-- Opening Marker --
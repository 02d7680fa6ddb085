use enumset::EnumSet;

use super::DomainEvent;
use super::DomainValue;
use super::EnumeratedDomain;
use super::IntervalDomain;
use crate::basic_types::EmptyDomain;

/// A scalar domain: either an interval or an enumerated set of values. Arcs
/// are written against this shared API; only value-level (arc-consistency
/// strength) pruning inspects the representation through [`Domain::values`].
#[derive(Debug, Clone, PartialEq)]
pub enum Domain<T> {
    Interval(IntervalDomain<T>),
    Enumerated(EnumeratedDomain<T>),
}

impl<T: DomainValue> Domain<T> {
    pub fn interval(min: T, max: T, tolerance: T) -> Self {
        Domain::Interval(IntervalDomain::new(min, max, tolerance))
    }

    pub fn enumerated(values: Vec<T>, tolerance: T) -> Self {
        Domain::Enumerated(EnumeratedDomain::new(values, tolerance))
    }

    pub fn min(&self) -> T {
        match self {
            Domain::Interval(domain) => domain.min(),
            Domain::Enumerated(domain) => domain.min(),
        }
    }

    pub fn max(&self) -> T {
        match self {
            Domain::Interval(domain) => domain.max(),
            Domain::Enumerated(domain) => domain.max(),
        }
    }

    pub fn tolerance(&self) -> T {
        match self {
            Domain::Interval(domain) => domain.tolerance(),
            Domain::Enumerated(domain) => domain.tolerance(),
        }
    }

    pub fn is_bound(&self) -> bool {
        match self {
            Domain::Interval(domain) => domain.is_bound(),
            Domain::Enumerated(domain) => domain.is_bound(),
        }
    }

    pub fn contains(&self, value: T) -> bool {
        match self {
            Domain::Interval(domain) => domain.contains(value),
            Domain::Enumerated(domain) => domain.contains(value),
        }
    }

    /// The number of remaining values, when countable.
    pub fn size_hint(&self) -> Option<u64> {
        match self {
            Domain::Interval(domain) => domain.size_hint(),
            Domain::Enumerated(domain) => Some(domain.size() as u64),
        }
    }

    /// The explicit value set, for enumerated domains only.
    pub fn values(&self) -> Option<&[T]> {
        match self {
            Domain::Interval(_) => None,
            Domain::Enumerated(domain) => Some(domain.values()),
        }
    }

    pub fn set_min(&mut self, value: T) -> Result<EnumSet<DomainEvent>, EmptyDomain> {
        match self {
            Domain::Interval(domain) => domain.set_min(value),
            Domain::Enumerated(domain) => domain.set_min(value),
        }
    }

    pub fn set_max(&mut self, value: T) -> Result<EnumSet<DomainEvent>, EmptyDomain> {
        match self {
            Domain::Interval(domain) => domain.set_max(value),
            Domain::Enumerated(domain) => domain.set_max(value),
        }
    }

    pub fn assign(&mut self, value: T) -> Result<EnumSet<DomainEvent>, EmptyDomain> {
        match self {
            Domain::Interval(domain) => domain.assign(value),
            Domain::Enumerated(domain) => domain.assign(value),
        }
    }

    pub fn remove_value(&mut self, value: T) -> Result<EnumSet<DomainEvent>, EmptyDomain> {
        match self {
            Domain::Interval(domain) => domain.remove_value(value),
            Domain::Enumerated(domain) => domain.remove_value(value),
        }
    }
}

#[cfg(test)]
mod tests {
    use super::*;

    #[test]
    fn both_representations_share_the_contract() {
        let mut interval: Domain<i32> = Domain::interval(0, 5, 0);
        let mut enumerated: Domain<i32> = Domain::enumerated((0..=5).collect(), 0);

        for domain in [&mut interval, &mut enumerated] {
            let _ = domain.set_min(2).expect("non-empty");
            let _ = domain.set_max(4).expect("non-empty");
            assert_eq!(domain.min(), 2);
            assert_eq!(domain.max(), 4);
            assert_eq!(domain.size_hint(), Some(3));
        }

        assert!(interval.values().is_none());
        assert_eq!(enumerated.values(), Some([2, 3, 4].as_slice()));
    }
}
use std::f64::consts::FRAC_PI_2;
use std::f64::consts::PI;
use std::f64::consts::TAU;

use super::entailed_range;
use super::tighten_target;
use super::NumOperand;
use crate::arcs::Arc;
use crate::arcs::ArcOperator;
use crate::arcs::PropagationContext;
use crate::arcs::ReadDomains;
use crate::arcs::Watch;
use crate::basic_types::ConstraintOperationError;
use crate::basic_types::PropagationFailure;
use crate::basic_types::PropagationStatus;
use crate::domains::DomainEvents;
use crate::domains::DomainValue;

/// Slack for segment-membership tests on the argument, in radians.
const SEGMENT_SLACK: f64 = 1e-9;

#[derive(Clone, Copy, Debug, PartialEq, Eq)]
pub enum TrigFunction {
    Sin,
    Cos,
    Tan,
}

/// An arc maintaining `f(x) op z` for a trigonometric `f`, evaluated through
/// `f64`.
///
/// Argument ranges spanning a full period collapse the image to the
/// function's full range. The inverse direction is restricted to the
/// principal branch and only applies when the whole argument range lies
/// within one monotonic segment.
#[derive(Debug)]
pub struct TrigArc<T> {
    function: TrigFunction,
    x: NumOperand<T>,
    op: ArcOperator,
    z: NumOperand<T>,
}

impl<T: DomainValue> TrigArc<T> {
    /// Only fractional value types can carry trigonometric images.
    pub fn new(
        function: TrigFunction,
        x: NumOperand<T>,
        op: ArcOperator,
        z: NumOperand<T>,
    ) -> Result<Self, ConstraintOperationError> {
        if T::INTEGRAL {
            return Err(ConstraintOperationError::UnsupportedOperation(
                "trigonometric arcs require a fractional value type",
            ));
        }
        Ok(TrigArc { function, x, op, z })
    }

    /// The image of `[a, b]` under the function, `None` when an asymptote of
    /// `tan` lies inside the range.
    fn image(&self, a: f64, b: f64) -> Option<(f64, f64)> {
        trig_image(self.function, a, b)
    }

    /// The preimage of `[lo, hi]` (already clamped to the function's range)
    /// when `[a, b]` sits inside one monotonic segment, `None` when the
    /// branch cannot be restricted.
    fn preimage(&self, a: f64, b: f64, lo: f64, hi: f64) -> Option<(f64, f64)> {
        match self.function {
            TrigFunction::Sin => {
                let k = ((a + FRAC_PI_2) / PI).floor();
                if b > FRAC_PI_2 + k * PI + SEGMENT_SLACK {
                    return None;
                }
                let shift = k * PI;
                if (k as i64) % 2 == 0 {
                    Some((shift + lo.asin(), shift + hi.asin()))
                } else {
                    Some((shift - hi.asin(), shift - lo.asin()))
                }
            }
            TrigFunction::Cos => {
                let k = (a / PI).floor();
                if b > (k + 1.0) * PI + SEGMENT_SLACK {
                    return None;
                }
                let shift = k * PI;
                if (k as i64) % 2 == 0 {
                    Some((shift + hi.acos(), shift + lo.acos()))
                } else {
                    Some((shift + (-lo).acos(), shift + (-hi).acos()))
                }
            }
            TrigFunction::Tan => {
                let k = ((a + FRAC_PI_2) / PI).floor();
                if b > FRAC_PI_2 + k * PI - SEGMENT_SLACK {
                    return None;
                }
                let shift = k * PI;
                Some((shift + lo.atan(), shift + hi.atan()))
            }
        }
    }
}

/// The image of `[a, b]` under a trigonometric function, `None` when an
/// asymptote of `tan` lies inside the range.
pub(crate) fn trig_image(function: TrigFunction, a: f64, b: f64) -> Option<(f64, f64)> {
    match function {
        TrigFunction::Sin => {
            if b - a >= TAU {
                return Some((-1.0, 1.0));
            }
            let lo = if crosses(a, b, -FRAC_PI_2, TAU) {
                -1.0
            } else {
                a.sin().min(b.sin())
            };
            let hi = if crosses(a, b, FRAC_PI_2, TAU) {
                1.0
            } else {
                a.sin().max(b.sin())
            };
            Some((lo, hi))
        }
        TrigFunction::Cos => {
            if b - a >= TAU {
                return Some((-1.0, 1.0));
            }
            let lo = if crosses(a, b, PI, TAU) {
                -1.0
            } else {
                a.cos().min(b.cos())
            };
            let hi = if crosses(a, b, 0.0, TAU) {
                1.0
            } else {
                a.cos().max(b.cos())
            };
            Some((lo, hi))
        }
        TrigFunction::Tan => {
            if crosses(a, b, FRAC_PI_2, PI) {
                None
            } else {
                Some((a.tan(), b.tan()))
            }
        }
    }
}

/// Whether some `offset + k * period` lies within `[a, b]`.
fn crosses(a: f64, b: f64, offset: f64, period: f64) -> bool {
    let k = ((a - offset) / period).ceil();
    offset + k * period <= b
}

impl<T: DomainValue> Arc<T> for TrigArc<T> {
    fn name(&self) -> &str {
        match self.function {
            TrigFunction::Sin => "Sin",
            TrigFunction::Cos => "Cos",
            TrigFunction::Tan => "Tan",
        }
    }

    fn watches(&self) -> Vec<Watch> {
        [
            self.x.watch(DomainEvents::BOUNDS),
            self.z.watch(DomainEvents::BOUNDS),
        ]
        .into_iter()
        .flatten()
        .collect()
    }

    fn propagate(&mut self, context: &mut PropagationContext<'_, T>) -> PropagationStatus {
        let name = Arc::<T>::name(self);
        let a = self.x.min(context).to_f64();
        let b = self.x.max(context).to_f64();

        if let Some((lo, hi)) = self.image(a, b) {
            tighten_target(
                context,
                self.z,
                self.op,
                T::from_f64_down(lo),
                T::from_f64_up(hi),
                name,
            )?;
        }

        let range = entailed_range(
            self.op,
            self.z.min(context),
            self.z.max(context),
            context.tolerance(),
        );
        if let (Some(lower), Some(upper)) = (range.lower, range.upper) {
            let mut lo = lower.to_f64();
            let mut hi = upper.to_f64();
            if self.function != TrigFunction::Tan {
                if lo > 1.0 || hi < -1.0 {
                    return Err(PropagationFailure::for_variable(name));
                }
                lo = lo.max(-1.0);
                hi = hi.min(1.0);
            }
            if let Some((lo, hi)) = self.preimage(a, b, lo, hi) {
                self.x.set_min(context, T::from_f64_down(lo), name)?;
                self.x.set_max(context, T::from_f64_up(hi), name)?;
            }
        }
        Ok(())
    }
}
-- Closing Marker --
What you should do. Beginning at the line above with "-> Result<Self, ConstraintOperationError>" and finishing at the line with "an asymptote of", return each line exactly and return nothing else.

Finished exercise.
    ) -> Result<Self, ConstraintOperationError> {
        if T::INTEGRAL {
            return Err(ConstraintOperationError::UnsupportedOperation(
                "trigonometric arcs require a fractional value type",
            ));
        }
        Ok(TrigArc { function, x, op, z })
    }

    /// The image of `[a, b]` under the function, `None` when an asymptote of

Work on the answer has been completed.